Расстрелы «наиболее активных и политически опасных» для фашистов советских пленных, которые осуществлялись частями вермахта до середины 1942 года, а частями СС до конца войны, исполнялись по личному указанию Гитлера в строгом соответствии с совершенно секретным «приказом о комиссарах».

Глава IV. «Приказ о комиссарах»

Сначала стреляйте, потом допрашивайте!

Авторство приписывают Г. Герингу

Русские — звери! У нас кровь лучше, сердце тверже, нервы крепче.

Из речи Гиммлера в Доме летчиков. Берлин, 09.06.1942

Одной из целей войны гитлеровской Германии против СССР, как это не раз подчеркивала геббельсовская пропаганда, было «уничтожение большевистского мировоззрения». Ветеран вермахта немецкий писатель Heinz Höhne (Хайнц Хёне), известный исследователь истории НСДАП и СС, пишет: «Гитлер 30 марта 1941 года собрал в новой рейхсканцелярии 200–250 высших офицеров вермахта и выступил перед ними с речью: «Война против России не может вестись по-рыцарски. Это война идеологий и расовых различий. Восточная кампания будет самой жестокой из всех. Большевизм — это социальное преступление, — кричал фюрер, — комиссары и сотрудники НКВД — преступники, и с ними следует обращаться как с преступниками! Комиссары придерживаются взглядов, прямо противоположных национал-социализму, следовательно, комиссары должны быть уничтожены»». Итогом этой «пламенной» речи Гитлера стал самый преступный приказ в немецкой военной истории: так называемый «приказ о комиссарах», обязывающий фронтовых командиров обращаться с захваченными комиссарами и политработниками Красной Армии не как с военнопленными, а как с политическими преступниками, которых следует ликвидировать на месте или передать для казни в полицию безопасности».

Один из разработчиков «приказа о комиссарах» заместитель начальника штаба ОКВ Вальтер Варлимонт в книге «В ставке Гитлера» (Praeger, 1964) пишет: «Это была та самая речь Гитлера, которая положила начало „приказу о комиссарах“ и декрету относительно порядка действия военно-полевых судов в районе проведения „Барбароссы“, известному под кратким названием „приказ Барбаросса“».

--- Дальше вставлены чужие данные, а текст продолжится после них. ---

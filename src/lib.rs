//! Judge Templates
//!
//! A catalog of self-contained solvers for competitive-programming judge
//! problems, grouped by algorithmic category and served through a small
//! registry API.
//!
//! ## Core idea
//! 1. Each judge problem is a [`Template`]: it parses a positional text input
//!    into a typed instance, solves it with one classical algorithm, and
//!    renders the answer in the judge's output format.
//! 2. Templates are stateless unit structs. All working storage is allocated
//!    per invocation, so templates can run concurrently.
//! 3. A [`Catalog`] indexes templates by id and category and runs them,
//!    turning schema violations into [`CatalogError::MalformedInput`].
//!
//! ## Quick start
//! ```
//! use judge_templates::Catalog;
//!
//! let catalog = Catalog::new();
//! assert!(catalog.list_templates("tree").unwrap().contains(&"1967"));
//!
//! let out = catalog.run("4949", "([])\n([)]\n(((\n.\n").unwrap();
//! assert_eq!(out, "yes\nno\nno\n");
//!
//! let err = catalog.run("1920", "3\n1 2\n").unwrap_err();
//! assert!(err.is_caller_error());
//! ```
//!
//! ## Built-in templates
//! The `templates` module contains one sub-module per category:
//! - searching: binary search, parametric search
//! - graphs: traversal, shortest paths, trees
//! - dynamic programming, greedy, sorting, prefix sums
//! - number theory (sieve, gcd), strings, bit masks
//! - exhaustive search: brute force, backtracking, divide and conquer
//! - plain implementation/simulation problems
//!
//! Every template carries its input and output schema, its documented input
//! domain and at least one sample instance.

pub mod builder;
pub mod catalog;
pub mod category;
pub mod config;
pub mod error;
mod graph;
pub mod grid;
pub mod scanner;
pub mod selection;
pub mod sieve;
pub mod templates;
pub mod traits;
pub mod utils;

pub use crate::builder::CatalogBuilder;
pub use crate::catalog::{Catalog, RunRequest};
pub use crate::category::Category;
pub use crate::config::CatalogConfig;
pub use crate::error::{CatalogError, InputError, Result};
pub use crate::scanner::Scanner;
pub use crate::selection::{Difficulty, Selection, Selector};
pub use crate::traits::{DynTemplate, Template, TemplateInfo};
//! Smallest number `>= n` that is both prime and a palindrome.

use crate::sieve::Sieve;
use crate::templates::prelude::*;
use crate::utils::is_palindrome;

pub struct PrimePalindrome;

static INFO: TemplateInfo = TemplateInfo {
    id: "1747",
    title: "Prime & palindrome",
    category: Category::Eratosthenes,
    input: &[Field::int("n")],
    output: &[Field::int("answer")],
    constraints: &["1 <= n <= 1000000"],
    samples: &[
        Sample {
            input: "31\n",
            output: "101\n",
        },
        Sample {
            input: "1\n",
            output: "2\n",
        },
    ],
};

/// Smallest prime palindrome above every admissible `n`.
const BOUND: usize = 1_003_001;

impl Template for PrimePalindrome {
    type Input = usize;
    type Output = usize;

    fn info(&self) -> &'static TemplateInfo {
        &INFO
    }

    fn parse(&self, sc: &mut Scanner<'_>) -> Result<usize, InputError> {
        sc.next_in("n", 1..=1_000_000usize)
    }

    fn solve(&self, &n: &usize) -> usize {
        let sieve = Sieve::new(BOUND);
        (n..=BOUND)
            .find(|&k| sieve.is_prime(k) && is_palindrome(k as u64))
            .unwrap_or(BOUND)
    }

    fn render(&self, output: &usize, out: &mut String) {
        push_line(out, [output]);
    }
}

#[cfg(test)]
mod tests {
    use super::*;

    #[test]
    fn upper_end_of_domain() {
        assert_eq!(PrimePalindrome.solve(&1_000_000), 1_003_001);
        assert_eq!(PrimePalindrome.solve(&11), 11);
    }
}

План ликвидации политработников Красной Армии вермахт подготовил задолго до вторжения Германии в Советский Союз. На Нюрнбергском процессе генерал Варлимонт под присягой подтвердил, что Гитлер на совещании высших немецких чинов в конце марта 1941 г. заявил «о необходимости применения специальных мер против политкомиссаров Красной Армии. Комиссары не должны рассматриваться в качестве военнопленных, их следует уничтожать на месте или передавать особым группам СС и СД, следующим за немецкой армией». Обо всех расстрелах политработников Красной Армии в целях осуществления контроля за выполнением «приказа о комиссарах» незамедлительно докладывалось руководству РСХА в Берлин.

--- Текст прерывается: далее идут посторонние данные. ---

//! Fewest button presses to reach floor `g` from floor `s` with an elevator
//! that only moves up `u` or down `d` floors.

use std::collections::VecDeque;

use crate::templates::prelude::*;

pub struct Elevator;

static INFO: TemplateInfo = TemplateInfo {
    id: "5014",
    title: "Startlink",
    category: Category::GraphTraversal,
    input: &[
        Field::int("f"),
        Field::int("s"),
        Field::int("g"),
        Field::int("u"),
        Field::int("d"),
    ],
    output: &[Field::line("presses")],
    constraints: &[
        "1 <= s, g <= f <= 1000000",
        "0 <= u, d <= 1000000",
        "prints `use the stairs` when g cannot be reached",
    ],
    samples: &[
        Sample {
            input: "10 1 10 2 1\n",
            output: "6\n",
        },
        Sample {
            input: "100 2 1 1 0\n",
            output: "use the stairs\n",
        },
    ],
};

#[derive(Debug, Clone, Copy, PartialEq, Eq)]
pub struct Input {
    pub floors: usize,
    pub start: usize,
    pub goal: usize,
    pub up: usize,
    pub down: usize,
}

impl Template for Elevator {
    type Input = Input;
    type Output = Option<usize>;

    fn info(&self) -> &'static TemplateInfo {
        &INFO
    }

    fn parse(&self, sc: &mut Scanner<'_>) -> Result<Input, InputError> {
        let floors = sc.next_in("f", 1..=1_000_000usize)?;
        let start = sc.next_in("s", 1..=floors)?;
        let goal = sc.next_in("g", 1..=floors)?;
        let up = sc.next_in("u", 0..=1_000_000usize)?;
        let down = sc.next_in("d", 0..=1_000_000usize)?;
        Ok(Input {
            floors,
            start,
            goal,
            up,
            down,
        })
    }

    fn solve(&self, e: &Input) -> Option<usize> {
        let mut presses: Vec<Option<usize>> = vec![None; e.floors + 1];
        presses[e.start] = Some(0);
        let mut queue = VecDeque::from([(e.start, 0)]);
        while let Some((floor, p)) = queue.pop_front() {
            if floor == e.goal {
                return Some(p);
            }
            let up = Some(floor + e.up).filter(|&f| f <= e.floors);
            let down = floor.checked_sub(e.down).filter(|&f| f >= 1);
            for next in [up, down].into_iter().flatten() {
                if presses[next].is_none() {
                    presses[next] = Some(p + 1);
                    queue.push_back((next, p + 1));
                }
            }
        }
        None
    }

    fn render(&self, output: &Option<usize>, out: &mut String) {
        match output {
            Some(p) => push_line(out, [p]),
            None => push_line(out, ["use the stairs"]),
        }
    }
}

#[cfg(test)]
mod tests {
    use super::*;

    #[test]
    fn already_there() {
        let e = Input {
            floors: 1,
            start: 1,
            goal: 1,
            up: 0,
            down: 0,
        };
        assert_eq!(Elevator.solve(&e), Some(0));
    }
}
//! Smallest height-difference tolerance leaving at most `k` people
//! uncomfortable next to a neighbour.

use crate::templates::prelude::*;

pub struct ShoulderLink;

static INFO: TemplateInfo = TemplateInfo {
    id: "27932",
    title: "Arm in arm",
    category: Category::BinarySearch,
    input: &[Field::int("n"), Field::int("k"), Field::int("height").repeat("n")],
    output: &[Field::int("tolerance")],
    constraints: &["1 <= n <= 200000", "0 <= k <= n", "1 <= height <= 1000000000"],
    samples: &[
        Sample {
            input: "5 2\n1 3 4 8 9\n",
            output: "2\n",
        },
        Sample {
            input: "4 0\n5 5 5 5\n",
            output: "0\n",
        },
    ],
};

const MAX_TOLERANCE: u64 = 1_000_000_000;

#[derive(Debug, Clone)]
pub struct Input {
    pub k: usize,
    pub heights: Vec<u64>,
}

/// People with a neighbour more than `m` taller or shorter.
fn uncomfortable(heights: &[u64], m: u64) -> usize {
    (0..heights.len())
        .filter(|&i| {
            let left = i > 0 && heights[i - 1].abs_diff(heights[i]) > m;
            let right = i + 1 < heights.len() && heights[i + 1].abs_diff(heights[i]) > m;
            left || right
        })
        .count()
}

impl Template for ShoulderLink {
    type Input = Input;
    type Output = u64;

    fn info(&self) -> &'static TemplateInfo {
        &INFO
    }

    fn parse(&self, sc: &mut Scanner<'_>) -> Result<Input, InputError> {
        let n = sc.next_in("n", 1..=200_000usize)?;
        let k = sc.next_in("k", 0..=n)?;
        let heights = sc.values_in("height", n, 1..=1_000_000_000u64)?;
        Ok(Input { k, heights })
    }

    fn solve(&self, input: &Input) -> u64 {
        let (mut lo, mut hi) = (0u64, MAX_TOLERANCE);
        let mut best = MAX_TOLERANCE;
        while lo <= hi {
            let mid = lo + (hi - lo) / 2;
            if uncomfortable(&input.heights, mid) <= input.k {
                best = mid;
                if mid == 0 {
                    break;
                }
                hi = mid - 1;
            } else {
                lo = mid + 1;
            }
        }
        best
    }

    fn render(&self, output: &u64, out: &mut String) {
        push_line(out, [output]);
    }
}

#[cfg(test)]
mod tests {
    use super::*;

    #[test]
    fn counts_each_person_once() {
        assert_eq!(uncomfortable(&[1, 3, 4, 8, 9], 1), 4);
        assert_eq!(uncomfortable(&[7], 0), 0);
    }
}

8 июня 1941 года замначальника штаба ОКВ генерал Варлимонт подписал директиву ОКВ N° 44822/41 от 6 июня 1941 года «Указания об обращении с политическими комиссарами». Именно эта директива в большинстве источников названа «приказом о комиссарах» (Kommissarbefehl). Некоторые исследователи таковым документом считают директиву главной ставки фюрера от 12 мая 1941 года «Обращение с захваченными в плен политическими и военными русскими руководящими работниками», а также директиву, направленную Гитлером в адрес ОКВ 31 марта 1941 года (Kommissar Erlass — Указ о комиссарах). Согласно этим документам комиссары Красной Армии подлежали расстрелу на месте, поскольку считались «подлинными носителями большевистской идеологии» и «представляли особую угрозу германской безопасности».

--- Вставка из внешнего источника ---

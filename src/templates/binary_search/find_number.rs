//! Membership queries against a sorted array.

use crate::templates::prelude::*;

pub struct FindNumber;

static INFO: TemplateInfo = TemplateInfo {
    id: "1920",
    title: "Find a number",
    category: Category::BinarySearch,
    input: &[
        Field::int("n"),
        Field::int("a").repeat("n"),
        Field::int("m"),
        Field::int("query").repeat("m"),
    ],
    output: &[Field::int("present").repeat("m")],
    constraints: &["1 <= n, m <= 100000", "values fit in a signed 32-bit integer"],
    samples: &[Sample {
        input: "5\n4 1 5 2 3\n5\n1 3 7 9 5\n",
        output: "1\n1\n0\n0\n1\n",
    }],
};

#[derive(Debug, Clone)]
pub struct Input {
    pub values: Vec<i32>,
    pub queries: Vec<i32>,
}

impl Template for FindNumber {
    type Input = Input;
    type Output = Vec<bool>;

    fn info(&self) -> &'static TemplateInfo {
        &INFO
    }

    fn parse(&self, sc: &mut Scanner<'_>) -> Result<Input, InputError> {
        let n = sc.next_in("n", 1..=100_000usize)?;
        let values = sc.values("a", n)?;
        let m = sc.next_in("m", 1..=100_000usize)?;
        let queries = sc.values("query", m)?;
        Ok(Input { values, queries })
    }

    fn solve(&self, input: &Input) -> Vec<bool> {
        let mut sorted = input.values.clone();
        sorted.sort_unstable();
        input
            .queries
            .iter()
            .map(|q| sorted.binary_search(q).is_ok())
            .collect()
    }

    fn render(&self, output: &Vec<bool>, out: &mut String) {
        for &found in output {
            out.push_str(if found { "1\n" } else { "0\n" });
        }
    }
}
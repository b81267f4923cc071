//! Skills that fire successfully before the first combo finisher is used
//! without its starter.

use crate::templates::prelude::*;

pub struct SkillCombos;

static INFO: TemplateInfo = TemplateInfo {
    id: "25497",
    title: "Skill chain master Ims",
    category: Category::Implementation,
    input: &[Field::int("n"), Field::word("skills")],
    output: &[Field::int("fired")],
    constraints: &[
        "1 <= n <= 200000",
        "skills has length n over 1-9 (standalone), S then K, L then R",
    ],
    samples: &[
        Sample {
            input: "4\n1SK2\n",
            output: "3\n",
        },
        Sample {
            input: "5\nSSKRK\n",
            output: "1\n",
        },
        Sample {
            input: "6\nL1RKS2\n",
            output: "2\n",
        },
    ],
};

impl Template for SkillCombos {
    type Input = String;
    type Output = usize;

    fn info(&self) -> &'static TemplateInfo {
        &INFO
    }

    fn parse(&self, sc: &mut Scanner<'_>) -> Result<String, InputError> {
        let n = sc.next_in("n", 1..=200_000usize)?;
        let skills = sc.word_of_len("skills", n)?;
        if let Some(bad) = skills.bytes().find(|b| !matches!(b, b'1'..=b'9' | b'S' | b'K' | b'L' | b'R')) {
            return Err(InputError::constraint("skills", format!("unknown skill {:?}", bad as char)));
        }
        Ok(skills.to_string())
    }

    fn solve(&self, skills: &String) -> usize {
        let (mut s_ready, mut l_ready, mut fired) = (0usize, 0usize, 0);
        for b in skills.bytes() {
            let ready = match b {
                b'S' => {
                    s_ready += 1;
                    continue;
                }
                b'L' => {
                    l_ready += 1;
                    continue;
                }
                b'K' => &mut s_ready,
                b'R' => &mut l_ready,
                _ => {
                    fired += 1;
                    continue;
                }
            };
            if *ready == 0 {
                break;
            }
            *ready -= 1;
            fired += 1;
        }
        fired
    }

    fn render(&self, output: &usize, out: &mut String) {
        push_line(out, [output]);
    }
}
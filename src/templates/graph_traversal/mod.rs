//! Flood fills, multi-source BFS and reachability over grids and graphs.

use std::collections::VecDeque;

use crate::grid::Grid;
use crate::traits::DynTemplate;

mod connected_components;
mod distance_field;
mod element_spelling;
mod elevator;
mod flag_recolouring;
mod laboratory;
mod lonely_freshman;
mod picture;
mod prerequisites;
mod region_areas;
mod safe_zones;

pub use connected_components::ConnectedComponents;
pub use distance_field::DistanceField;
pub use element_spelling::ElementSpelling;
pub use elevator::Elevator;
pub use flag_recolouring::FlagRecolouring;
pub use laboratory::Laboratory;
pub use lonely_freshman::LonelyFreshman;
pub use picture::Picture;
pub use prerequisites::Prerequisites;
pub use region_areas::RegionAreas;
pub use safe_zones::SafeZones;

/// Mark the 4-connected region around `start` whose cells satisfy `inside`,
/// returning its size. Cells already marked in `seen` are never entered.
pub(crate) fn flood<T>(
    grid: &Grid<T>,
    start: (usize, usize),
    seen: &mut Grid<bool>,
    mut inside: impl FnMut((usize, usize), (usize, usize)) -> bool,
) -> usize {
    seen[start] = true;
    let mut queue = VecDeque::from([start]);
    let mut size = 0;
    while let Some(p) = queue.pop_front() {
        size += 1;
        for q in grid.neighbours4(p.0, p.1) {
            if !seen[q] && inside(p, q) {
                seen[q] = true;
                queue.push_back(q);
            }
        }
    }
    size
}

pub(crate) fn templates() -> Vec<Box<dyn DynTemplate>> {
    vec![
        Box::new(DistanceField),
        Box::new(ConnectedComponents),
        Box::new(FlagRecolouring),
        Box::new(Laboratory),
        Box::new(Picture),
        Box::new(LonelyFreshman),
        Box::new(Prerequisites),
        Box::new(SafeZones),
        Box::new(RegionAreas),
        Box::new(ElementSpelling),
        Box::new(Elevator),
    ]
}

#[cfg(test)]
mod tests {
    use super::*;

    #[test]
    fn flood_respects_predicate_and_seen() {
        let g = Grid::from_rows(vec![vec![1, 1, 0], vec![0, 1, 1]]).unwrap();
        let mut seen = Grid::new(2, 3, false);
        let size = flood(&g, (0, 0), &mut seen, |_, q| g[q] == 1);
        assert_eq!(size, 4);
        assert!(!seen[(0, 2)]);
        assert_eq!(flood(&g, (0, 2), &mut seen, |_, q| g[q] == 0), 1);
    }
}
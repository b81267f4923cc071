//! Contiguous subarrays whose sum is divisible by `m`.
//!
//! Two prefixes with the same remainder bound such a subarray, so the answer
//! is the number of equal-remainder prefix pairs (the empty prefix included).

use crate::templates::prelude::*;

pub struct DivisibleSums;

static INFO: TemplateInfo = TemplateInfo {
    id: "10986",
    title: "Remainder sum",
    category: Category::PrefixSum,
    input: &[Field::int("n"), Field::int("m"), Field::int("a").repeat("n")],
    output: &[Field::int("count")],
    constraints: &["1 <= n <= 1000000", "2 <= m <= 1000", "0 <= a <= 1000000000"],
    samples: &[Sample {
        input: "5 3\n1 2 3 1 2\n",
        output: "7\n",
    }],
};

#[derive(Debug, Clone)]
pub struct Input {
    pub modulus: u64,
    pub a: Vec<u64>,
}

impl Template for DivisibleSums {
    type Input = Input;
    type Output = u64;

    fn info(&self) -> &'static TemplateInfo {
        &INFO
    }

    fn parse(&self, sc: &mut Scanner<'_>) -> Result<Input, InputError> {
        let n = sc.next_in("n", 1..=1_000_000usize)?;
        let modulus = sc.next_in("m", 2..=1000u64)?;
        let a = sc.values_in("a", n, 0..=1_000_000_000)?;
        Ok(Input { modulus, a })
    }

    fn solve(&self, input: &Input) -> u64 {
        let mut seen = vec![0u64; input.modulus as usize];
        seen[0] = 1;
        let mut rem = 0;
        for &v in &input.a {
            rem = (rem + v) % input.modulus;
            seen[rem as usize] += 1;
        }
        seen.iter().map(|&c| c * c.saturating_sub(1) / 2).sum()
    }

    fn render(&self, output: &u64, out: &mut String) {
        push_line(out, [output]);
    }
}
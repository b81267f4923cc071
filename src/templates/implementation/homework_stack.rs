//! Score from homework handled last-in first-out, one minute of work per
//! minute of the term.

use crate::templates::prelude::*;

pub struct HomeworkStack;

static INFO: TemplateInfo = TemplateInfo {
    id: "17952",
    title: "Homework of a grad student",
    category: Category::Implementation,
    input: &[Field::int("n"), Field::line("minute").repeat("n")],
    output: &[Field::int("score")],
    constraints: &[
        "1 <= n <= 1000000",
        "minute is `0` (nothing new) or `1 a t` with 1 <= a <= 100 points and 1 <= t <= 1000000 minutes",
    ],
    samples: &[
        Sample {
            input: "3\n1 100 3\n0\n0\n",
            output: "100\n",
        },
        Sample {
            input: "5\n1 10 3\n0\n1 100 2\n0\n1 20 1\n",
            output: "120\n",
        },
    ],
};

/// `(points, minutes)` handed out at each minute.
pub type Input = Vec<Option<(u64, u32)>>;

impl Template for HomeworkStack {
    type Input = Input;
    type Output = u64;

    fn info(&self) -> &'static TemplateInfo {
        &INFO
    }

    fn parse(&self, sc: &mut Scanner<'_>) -> Result<Input, InputError> {
        let n = sc.next_in("n", 1..=1_000_000usize)?;
        (0..n)
            .map(|_| match sc.next_in("minute", 0..=1u8)? {
                0 => Ok(None),
                _ => {
                    let a = sc.next_in("minute", 1..=100)?;
                    let t = sc.next_in("minute", 1..=1_000_000)?;
                    Ok(Some((a, t)))
                }
            })
            .collect()
    }

    fn solve(&self, minutes: &Input) -> u64 {
        let mut pending: Vec<(u64, u32)> = Vec::new();
        let mut score = 0;
        for minute in minutes {
            if let Some(task) = minute {
                pending.push(*task);
            }
            if let Some(top) = pending.last_mut() {
                top.1 -= 1;
                if top.1 == 0 {
                    score += top.0;
                    pending.pop();
                }
            }
        }
        score
    }

    fn render(&self, output: &u64, out: &mut String) {
        push_line(out, [output]);
    }
}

В вермахте насаждался демонический образ политрука — «красного угнетателя», который под «дулом пистолета гнал красноармейцев в бой». В инструкции, изданной ОКВ, говорилось: «Каждый, кто взглянул в лицо любого красного комиссара, узнает, что такое большевизм. Мы бы оскорбили животных, если бы отыскали их черты в этих еврейских рожах». Войскам внушалась мысль, что комиссары являются инициаторами варварских азиатских методов ведения войны, поэтому к ним следует относиться со всей беспощадностью, а соблюдение в отношении комиссаров международных законов недопустимо. Они не являются военнопленными и после сортировки подлежат уничтожению (Felix Romer).

«Приказ о комиссарах» приравнивал советских политруков к партизанам. Слово «комиссар» в нацистской терминологии фактически было синонимом слова «еврей». «Приказ о комиссарах» на начальной стадии войны способствовал тому, что часть политруков — по разным оценкам, от 7 до 8 тысяч — были уничтожены» (Жуков Д., Ковтун И. Русские эсэсовцы. — М.: Вече, 2010).

Из показаний генерала Варлимонта на Нюрнбергском процессе (МНП, документ СССР-263): «Гитлер заявил, что он предпринимает специальные меры против политических работников и комиссаров советской армии, война против СССР будет не обычной войной, это будет борьба противоположных идеологий. Поэтому политических работников и комиссаров Красной Армии нельзя считать обычными военнопленными. Я признаю документ, озаглавленный „Директивы об обращении с ответственными политическими работниками для достижения единообразия в линии поведения, согласно заданию, полученному 31 марта 1941 г.“. В документе говорится, что советские политработники и комиссары, взятые в плен, должны быть выделены и уничтожены».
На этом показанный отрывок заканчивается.